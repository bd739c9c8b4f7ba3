//! Zone partitioning: dirty tracking at 8x8-tile granularity.
//!
//! # Invariants
//! - A zone is either dirty or clean; it is never partially dirty.
//! - `collect_dirty_zones` returns and clears the set atomically.
//! - The dirty-set lock is held only for fixed-size bit operations.

mod mask;
mod partitioner;

pub use mask::DirtyZones;
pub use partitioner::{PartitionError, ZonePartitioner};

pub fn crate_info() -> &'static str {
    "tilexr-partition v0.1.0"
}

#[cfg(test)]
mod tests {
    use super::*;

    #[test]
    fn crate_loads() {
        assert!(crate_info().contains("partition"));
    }
}
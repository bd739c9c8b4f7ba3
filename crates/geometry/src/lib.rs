//! Geometry: zone meshing, pooled zone buffers, and copy-on-write snapshots.
//!
//! # Invariants
//! - A published zone buffer is never mutated; a zone changes by publishing
//!   a new buffer at a higher version.
//! - A zone that was not rebuilt costs zero work: the next snapshot holds the
//!   same buffer by reference.
//! - A failed zone is omitted from its snapshot; the cycle still completes.
//! - Snapshot sequences only move forward through the exchange.

mod buffer;
mod exchange;
mod mesher;
mod snapshot;
mod uploader;
mod vertex;

pub use buffer::{BufferPool, PoolStats, ZoneBuffer};
pub use exchange::{SnapshotExchange, SnapshotReader};
pub use mesher::{GeometryError, build_zone_mesh};
pub use snapshot::SceneSnapshot;
pub use uploader::{CycleReport, GeometryUploader};
pub use vertex::{Vertex, ZoneMesh};

pub fn crate_info() -> &'static str {
    "tilexr-geometry v0.1.0"
}
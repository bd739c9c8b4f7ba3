use parking_lot::Mutex;
use tilexr_common::{TileCoord, ZoneCoord};
use tilexr_world::WorldEvent;

use crate::mask::DirtyZones;

/// Errors from dirty tracking.
#[derive(Debug, thiserror::Error)]
pub enum PartitionError {
    #[error("tile {0:?} is outside the grid")]
    TileOutOfBounds(TileCoord),
    #[error("zone {0:?} is outside the grid")]
    ZoneOutOfBounds(ZoneCoord),
}

/// Tracks which zones changed since the last upload cycle.
///
/// Marking a tile marks its whole zone. The dirty set is guarded by a lock
/// shared only between the marking side and the collecting side, and every
/// critical section is a fixed-size bit operation.
#[derive(Debug, Default)]
pub struct ZonePartitioner {
    dirty: Mutex<DirtyZones>,
}

impl ZonePartitioner {
    pub fn new() -> Self {
        Self::default()
    }

    /// Mark the zone containing `tile` as dirty. Idempotent.
    pub fn mark_dirty(&self, tile: TileCoord) -> Result<ZoneCoord, PartitionError> {
        if !tile.in_bounds() {
            return Err(PartitionError::TileOutOfBounds(tile));
        }
        let zone = tile.zone();
        self.dirty.lock().insert(zone);
        Ok(zone)
    }

    pub fn mark_zone_dirty(&self, zone: ZoneCoord) -> Result<(), PartitionError> {
        if !zone.in_bounds() {
            return Err(PartitionError::ZoneOutOfBounds(zone));
        }
        self.dirty.lock().insert(zone);
        Ok(())
    }

    /// Invalidate the entire grid, e.g. after a scene load.
    pub fn mark_all_dirty(&self) {
        *self.dirty.lock() = DirtyZones::all();
        tracing::debug!("all zones marked dirty");
    }

    /// Mark every tile touched by a batch of world events. Returns how many
    /// events referenced a tile.
    pub fn mark_events(&self, events: &[WorldEvent]) -> usize {
        let touched: DirtyZones = events
            .iter()
            .filter_map(WorldEvent::tile)
            .filter(TileCoord::in_bounds)
            .map(|t| t.zone())
            .collect();
        let count = events.iter().filter(|e| e.tile().is_some()).count();
        if !touched.is_empty() {
            let mut dirty = self.dirty.lock();
            *dirty = dirty.union(&touched);
        }
        count
    }

    /// Return the dirty set and clear it in one step.
    pub fn collect_dirty_zones(&self) -> DirtyZones {
        let collected = std::mem::take(&mut *self.dirty.lock());
        tracing::trace!(zones = collected.len(), "collected dirty zones");
        collected
    }

    pub fn is_dirty(&self, zone: ZoneCoord) -> bool {
        self.dirty.lock().contains(zone)
    }

    /// Number of zones currently waiting for the next cycle.
    pub fn pending(&self) -> usize {
        self.dirty.lock().len()
    }
}

#[cfg(test)]
mod tests {
    use super::*;
    use std::collections::BTreeSet;
    use std::sync::Arc;
    use std::sync::atomic::{AtomicBool, AtomicU64, Ordering};
    use tilexr_common::{GRID_SIZE, PLANE_COUNT, ZONE_COUNT};
    use tilexr_world::{Occupant, WorldGrid};

    #[test]
    fn marking_a_tile_marks_its_zone() {
        let p = ZonePartitioner::new();
        let zone = p.mark_dirty(TileCoord::new(2, 9, 17)).unwrap();
        assert_eq!(zone, ZoneCoord::new(1, 2));
        assert!(p.is_dirty(zone));
        assert_eq!(p.pending(), 1);
    }

    #[test]
    fn mark_dirty_is_idempotent() {
        let p = ZonePartitioner::new();
        for _ in 0..10 {
            p.mark_dirty(TileCoord::new(0, 3, 3)).unwrap();
        }
        let dirty = p.collect_dirty_zones();
        assert_eq!(dirty.len(), 1);
    }

    #[test]
    fn out_of_bounds_is_rejected() {
        let p = ZonePartitioner::new();
        assert!(matches!(
            p.mark_dirty(TileCoord::new(0, GRID_SIZE as u16, 0)),
            Err(PartitionError::TileOutOfBounds(_))
        ));
        assert!(p.mark_zone_dirty(ZoneCoord::new(0, 13)).is_err());
        assert_eq!(p.pending(), 0);
    }

    #[test]
    fn collect_clears_the_set() {
        let p = ZonePartitioner::new();
        p.mark_dirty(TileCoord::new(0, 0, 0)).unwrap();
        assert_eq!(p.collect_dirty_zones().len(), 1);
        assert!(p.collect_dirty_zones().is_empty());
    }

    #[test]
    fn collected_set_is_exactly_the_marked_zones() {
        // Deterministic pseudo-random sequence of tiles.
        let mut state: u64 = 0x1234_5678;
        let mut next = || {
            state = state
                .wrapping_mul(6364136223846793005)
                .wrapping_add(1442695040888963407);
            (state >> 33) as usize
        };

        let p = ZonePartitioner::new();
        for _round in 0..5 {
            let mut expected = BTreeSet::new();
            for _ in 0..40 {
                let tile = TileCoord::new(
                    (next() % PLANE_COUNT) as u8,
                    (next() % GRID_SIZE) as u16,
                    (next() % GRID_SIZE) as u16,
                );
                p.mark_dirty(tile).unwrap();
                expected.insert(tile.zone());
            }
            let got: BTreeSet<_> = p.collect_dirty_zones().iter().collect();
            assert_eq!(got, expected);
        }
    }

    #[test]
    fn mark_events_marks_touched_zones() {
        let mut world = WorldGrid::new();
        world
            .add_occupant(
                TileCoord::new(0, 20, 20),
                Occupant::GroundDecoration { material: 1 },
            )
            .unwrap();
        world.set_height(TileCoord::new(3, 100, 1), 2.0).unwrap();
        world.step();

        let p = ZonePartitioner::new();
        let marked = p.mark_events(&world.drain_events());
        assert_eq!(marked, 2);
        let zones: Vec<_> = p.collect_dirty_zones().iter().collect();
        assert_eq!(zones, vec![ZoneCoord::new(12, 0), ZoneCoord::new(2, 2)]);
    }

    #[test]
    fn mark_all_dirty_covers_grid() {
        let p = ZonePartitioner::new();
        p.mark_all_dirty();
        assert_eq!(p.collect_dirty_zones().len(), ZONE_COUNT);
    }

    /// One thread marks every tile of every zone repeatedly while another
    /// collects in a tight loop. A zone may only be collected after a mark
    /// for it happened, and nothing marked is ever lost.
    #[test]
    fn concurrent_mark_and_collect() {
        const ROUNDS: usize = 20;

        let p = Arc::new(ZonePartitioner::new());
        let marks: Arc<Vec<AtomicU64>> =
            Arc::new((0..ZONE_COUNT).map(|_| AtomicU64::new(0)).collect());
        let done = Arc::new(AtomicBool::new(false));

        let writer = {
            let p = Arc::clone(&p);
            let marks = Arc::clone(&marks);
            let done = Arc::clone(&done);
            std::thread::spawn(move || {
                for _ in 0..ROUNDS {
                    for zone in ZoneCoord::all() {
                        let idx = zone.index().unwrap();
                        for tile in zone.tiles().step_by(17) {
                            marks[idx].fetch_add(1, Ordering::SeqCst);
                            p.mark_dirty(tile).unwrap();
                        }
                    }
                }
                done.store(true, Ordering::SeqCst);
            })
        };

        let mut collected = vec![0u64; ZONE_COUNT];
        loop {
            let finished = done.load(Ordering::SeqCst);
            let batch = p.collect_dirty_zones();
            for zone in batch.iter() {
                let idx = zone.index().unwrap();
                collected[idx] += 1;
                assert!(
                    collected[idx] <= marks[idx].load(Ordering::SeqCst),
                    "zone {zone:?} collected more often than it was marked"
                );
            }
            if finished {
                break;
            }
        }
        writer.join().unwrap();

        assert!(p.collect_dirty_zones().is_empty());
        assert!(collected.iter().all(|c| *c >= 1));
    }
}
/// [`GraphicsContext`] backed by a wgpu device.
///
/// Commands are recorded on the CPU between `begin_view` and `flush`; flush
/// encodes one render pass per view and submits them in one go.
pub struct WgpuContext {
    device: wgpu::Device,
    queue: wgpu::Queue,
    pipeline: wgpu::RenderPipeline,
    uniform_buffer: wgpu::Buffer,
    uniform_bind_group: wgpu::BindGroup,
    uniform_stride: u64,
    color_format: wgpu::TextureFormat,
    targets: HashMap<RenderTarget, TargetEntry>,
    depth: Option<DepthTexture>,
    buffers: HashMap<GpuBufferId, ZoneGpuBuffers>,
    next_id: u64,
    recorded: Vec<RecordedPass>,
    state: ContextState,
}

impl WgpuContext {
    pub fn new(device: wgpu::Device, queue: wgpu::Queue, color_format: wgpu::TextureFormat) -> Self {
        let uniform_stride = uniform_stride(device.limits().min_uniform_buffer_offset_alignment);
        let uniform_buffer = device.create_buffer(&wgpu::BufferDescriptor {
            label: Some("pass_uniforms"),
            size: uniform_stride * MAX_PASSES_PER_FLUSH as u64,
            usage: wgpu::BufferUsages::UNIFORM | wgpu::BufferUsages::COPY_DST,
            mapped_at_creation: false,
        });

        let bind_group_layout = device.create_bind_group_layout(&wgpu::BindGroupLayoutDescriptor {
            label: Some("pass_uniform_layout"),
            entries: &[wgpu::BindGroupLayoutEntry {
                binding: 0,
                visibility: wgpu::ShaderStages::VERTEX,
                ty: wgpu::BindingType::Buffer {
                    ty: wgpu::BufferBindingType::Uniform,
                    has_dynamic_offset: true,
                    min_binding_size: NonZeroU64::new(std::mem::size_of::<Uniforms>() as u64),
                },
                count: None,
            }],
        });

        let uniform_bind_group = device.create_bind_group(&wgpu::BindGroupDescriptor {
            label: Some("pass_uniform_bind_group"),
            layout: &bind_group_layout,
            entries: &[wgpu::BindGroupEntry {
                binding: 0,
                resource: wgpu::BindingResource::Buffer(wgpu::BufferBinding {
                    buffer: &uniform_buffer,
                    offset: 0,
                    size: NonZeroU64::new(std::mem::size_of::<Uniforms>() as u64),
                }),
            }],
        });

        let pipeline_layout = device.create_pipeline_layout(&wgpu::PipelineLayoutDescriptor {
            label: Some("zone_pipeline_layout"),
            bind_group_layouts: &[&bind_group_layout],
            push_constant_ranges: &[],
        });

        let shader = device.create_shader_module(wgpu::ShaderModuleDescriptor {
            label: Some("zone_shader"),
            source: wgpu::ShaderSource::Wgsl(shaders::ZONE_SHADER.into()),
        });

        let pipeline = device.create_render_pipeline(&wgpu::RenderPipelineDescriptor {
            label: Some("zone_pipeline"),
            layout: Some(&pipeline_layout),
            vertex: wgpu::VertexState {
                module: &shader,
                entry_point: Some("vs_main"),
                compilation_options: Default::default(),
                buffers: &[zone_vertex_layout()],
            },
            fragment: Some(wgpu::FragmentState {
                module: &shader,
                entry_point: Some("fs_main"),
                compilation_options: Default::default(),
                targets: &[Some(wgpu::ColorTargetState {
                    format: color_format,
                    blend: Some(wgpu::BlendState::REPLACE),
                    write_mask: wgpu::ColorWrites::ALL,
                })],
            }),
            primitive: wgpu::PrimitiveState {
                topology: wgpu::PrimitiveTopology::TriangleList,
                cull_mode: None,
                ..Default::default()
            },
            depth_stencil: Some(wgpu::DepthStencilState {
                format: DEPTH_FORMAT,
                depth_write_enabled: true,
                depth_compare: wgpu::CompareFunction::Less,
                stencil: Default::default(),
                bias: Default::default(),
            }),
            multisample: Default::default(),
            multiview: None,
            cache: None,
        });

        Self {
            device,
            queue,
            pipeline,
            uniform_buffer,
            uniform_bind_group,
            uniform_stride,
            color_format,
            targets: HashMap::new(),
            depth: None,
            buffers: HashMap::new(),
            next_id: 0,
            recorded: Vec::new(),
            state: ContextState::default(),
        }
    }

    /// Context on the default adapter with no surface, for offscreen use.
    pub fn headless(color_format: wgpu::TextureFormat) -> Result<Self, RenderError> {
        let instance = wgpu::Instance::new(&wgpu::InstanceDescriptor {
            backends: wgpu::Backends::all(),
            ..Default::default()
        });
        let adapter = pollster::block_on(instance.request_adapter(&wgpu::RequestAdapterOptions {
            power_preference: wgpu::PowerPreference::HighPerformance,
            compatible_surface: None,
            force_fallback_adapter: false,
        }))
        .ok_or_else(|| RenderError::Backend("no suitable adapter".into()))?;

        let (device, queue) = pollster::block_on(adapter.request_device(
            &wgpu::DeviceDescriptor {
                label: Some("tilexr_device"),
                required_features: wgpu::Features::empty(),
                required_limits: wgpu::Limits::default(),
                memory_hints: Default::default(),
            },
            None,
        ))
        .map_err(|e| RenderError::Backend(e.to_string()))?;

        tracing::info!(adapter = ?adapter.get_info().name, "headless wgpu context created");
        Ok(Self::new(device, queue, color_format))
    }

    pub fn device(&self) -> &wgpu::Device {
        &self.device
    }

    pub fn color_format(&self) -> wgpu::TextureFormat {
        self.color_format
    }

    /// Make a texture view drawable as `target`. Swapchain images are
    /// registered once per image and eye.
    pub fn register_target(
        &mut self,
        target: RenderTarget,
        view: wgpu::TextureView,
        width: u32,
        height: u32,
    ) {
        self.targets.insert(
            target,
            TargetEntry {
                view,
                width,
                height,
            },
        );
    }

    pub fn unregister_target(&mut self, target: RenderTarget) {
        self.targets.remove(&target);
    }

    /// Allocate an offscreen colour texture and register it as `target`.
    pub fn create_offscreen_target(
        &mut self,
        target: RenderTarget,
        width: u32,
        height: u32,
    ) -> wgpu::Texture {
        let texture = self.device.create_texture(&wgpu::TextureDescriptor {
            label: Some("offscreen_target"),
            size: wgpu::Extent3d {
                width: width.max(1),
                height: height.max(1),
                depth_or_array_layers: 1,
            },
            mip_level_count: 1,
            sample_count: 1,
            dimension: wgpu::TextureDimension::D2,
            format: self.color_format,
            usage: wgpu::TextureUsages::RENDER_ATTACHMENT | wgpu::TextureUsages::COPY_SRC,
            view_formats: &[],
        });
        self.register_target(target, texture.create_view(&Default::default()), width, height);
        texture
    }

    fn ensure_depth(&mut self, width: u32, height: u32) {
        let fits = self
            .depth
            .as_ref()
            .is_some_and(|d| d.width == width && d.height == height);
        if !fits {
            self.depth = Some(DepthTexture {
                view: create_depth_texture(&self.device, width, height),
                width,
                height,
            });
        }
    }
}
//! Rendering adapter: the shared graphics context and how zones reach it.
//!
//! # Invariants
//! - Only the holder of an exclusive lease issues commands to the context.
//! - A lease is never preempted; contention costs the compositor a frame,
//!   never a corrupted command stream.
//! - Releasing an exclusive lease leaves the context in its neutral state.
//! - A zone outside every view of a frame is neither uploaded nor drawn.
//!
//! `HeadlessContext` records commands; `tilexr-render-wgpu` provides the GPU
//! implementation of the same trait.

mod arbiter;
mod context;
mod headless;
mod view;
mod zone_renderer;

pub use arbiter::{
    ArbiterConfig, ArbiterStats, ExclusiveLease, LeaseError, LeaseOwner, SharedContextArbiter,
    SharedLease,
};
pub use context::{
    ContextState, GpuBufferId, GraphicsContext, RenderError, RenderTarget, ViewPass, Viewport,
};
pub use headless::{Command, HeadlessContext};
pub use view::{EyeView, Fov, Frustum};
pub use zone_renderer::{DrawStats, ZoneRenderer};

pub fn crate_info() -> &'static str {
    "tilexr-render v0.1.0"
}

#[cfg(test)]
mod tests {
    use super::*;

    #[test]
    fn crate_loads() {
        assert!(crate_info().contains("render"));
    }
}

## Goal of the exercise
The required answer is a single number: the count of lines in the entries that hold the string "GraphicsContext".

## Task solution
2